> _Task description_
The lines from the first line of the entries through the line containing "a handler-level policy." are to be repeated exactly, with both of those lines included.

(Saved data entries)
.....
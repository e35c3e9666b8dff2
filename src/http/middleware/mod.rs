//! Timeout middleware.
//!
//! # Composition
//! ```text
//! Request
//!     → timeout.rs (global interceptor: one policy for the whole pipeline,
//!       as a tower layer or a from_fn middleware)
//!     → routing
//!     → handler_timeout.rs (per-handler wrapper: claims the request, own policy)
//!     → handler
//! ```
//!
//! Both delegate the actual race to `resilience::timeouts`.

pub mod handler_timeout;
pub mod timeout;

pub use handler_timeout::{with_timeout, TimedHandler};
pub use timeout::{timeout_middleware, DeadlineScope, RequestTimeout, RequestTimeoutLayer};
//! Configuration schema definitions.
//!
//! This module defines the configuration structure for the timeout server.
//! All types derive Serde traits for deserialization from config files.

use serde::{Deserialize, Serialize};

use crate::resilience::policy::{
    status_from_u16, PolicyError, TimeoutPolicy, DEFAULT_TIMEOUT_MESSAGE, DEFAULT_TIMEOUT_STATUS,
};

/// Root configuration.
#[derive(Debug, Clone, Deserialize, Serialize, Default)]
#[serde(default)]
pub struct AppConfig {
    /// Listener configuration (bind address).
    pub listener: ListenerConfig,

    /// Global timeout policy, applied to every request without a handler-level policy.
    pub timeouts: TimeoutConfig,

    /// Observability settings.
    pub observability: ObservabilityConfig,
}

/// Listener configuration.
#[derive(Debug, Clone, Deserialize, Serialize)]
#[serde(default)]
pub struct ListenerConfig {
    /// Bind address (e.g., "0.0.0.0:8000").
    pub bind_address: String,
}

impl Default for ListenerConfig {
    fn default() -> Self {
        Self {
            bind_address: "0.0.0.0:8000".to_string(),
        }
    }
}

/// Global timeout policy settings.
#[derive(Debug, Clone, Deserialize, Serialize)]
#[serde(default)]
pub struct TimeoutConfig {
    /// Maximum processing time in seconds.
    pub timeout_seconds: f64,

    /// Status emitted on expiry. 408 is rejected.
    pub status_code: u16,

    /// Message in the `detail` field of the timeout body.
    pub message: String,

    /// Report the actual processing time in the timeout body.
    pub include_process_time: bool,
}

impl Default for TimeoutConfig {
    fn default() -> Self {
        Self {
            timeout_seconds: 30.0,
            status_code: DEFAULT_TIMEOUT_STATUS.as_u16(),
            message: DEFAULT_TIMEOUT_MESSAGE.to_string(),
            include_process_time: true,
        }
    }
}

impl TimeoutConfig {
    /// Build the policy described by this section.
    pub fn to_policy(&self) -> Result<TimeoutPolicy, PolicyError> {
        TimeoutPolicy::from_secs_f64(self.timeout_seconds)?
            .status(status_from_u16(self.status_code)?)
            .message(self.message.clone())
            .include_elapsed(self.include_process_time)
            .build()
    }
}

/// Log output format.
#[derive(Debug, Clone, Copy, PartialEq, Eq, Deserialize, Serialize, Default)]
#[serde(rename_all = "lowercase")]
pub enum LogFormat {
    #[default]
    Pretty,
    Json,
}

/// Observability configuration.
#[derive(Debug, Clone, Deserialize, Serialize)]
#[serde(default)]
pub struct ObservabilityConfig {
    /// Log level (trace, debug, info, warn, error).
    pub log_level: String,

    /// Log output format.
    pub log_format: LogFormat,

    /// Enable metrics endpoint.
    pub metrics_enabled: bool,

    /// Metrics endpoint bind address.
    pub metrics_address: String,
}

impl Default for ObservabilityConfig {
    fn default() -> Self {
        Self {
            log_level: "info".to_string(),
            log_format: LogFormat::Pretty,
            metrics_enabled: false,
            metrics_address: "0.0.0.0:9090".to_string(),
        }
    }
}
.....
> _Result_
repository e35c3e9666b8dff2
filename src/http/middleware/mod.rs
//! Timeout middleware.
//!
//! # Composition
//! ```text
//! Request
//!     → timeout.rs (global interceptor: one policy for the whole pipeline,
//!       as a tower layer or a from_fn middleware)
//!     → routing
//!     → handler_timeout.rs (per-handler wrapper: claims the request, own policy)
//!     → handler
//! ```
//!
//! Both delegate the actual race to `resilience::timeouts`.

pub mod handler_timeout;
pub mod timeout;

pub use handler_timeout::{with_timeout, TimedHandler};
pub use timeout::{timeout_middleware, DeadlineScope, RequestTimeout, RequestTimeoutLayer};
//! Configuration schema definitions.
//!
//! This module defines the configuration structure for the timeout server.
//! All types derive Serde traits for deserialization from config files.

use serde::{Deserialize, Serialize};

use crate::resilience::policy::{
    status_from_u16, PolicyError, TimeoutPolicy, DEFAULT_TIMEOUT_MESSAGE, DEFAULT_TIMEOUT_STATUS,
};

/// Root configuration.
#[derive(Debug, Clone, Deserialize, Serialize, Default)]
#[serde(default)]
pub struct AppConfig {
    /// Listener configuration (bind address).
    pub listener: ListenerConfig,

    /// Global timeout policy, applied to every request without a handler-level policy.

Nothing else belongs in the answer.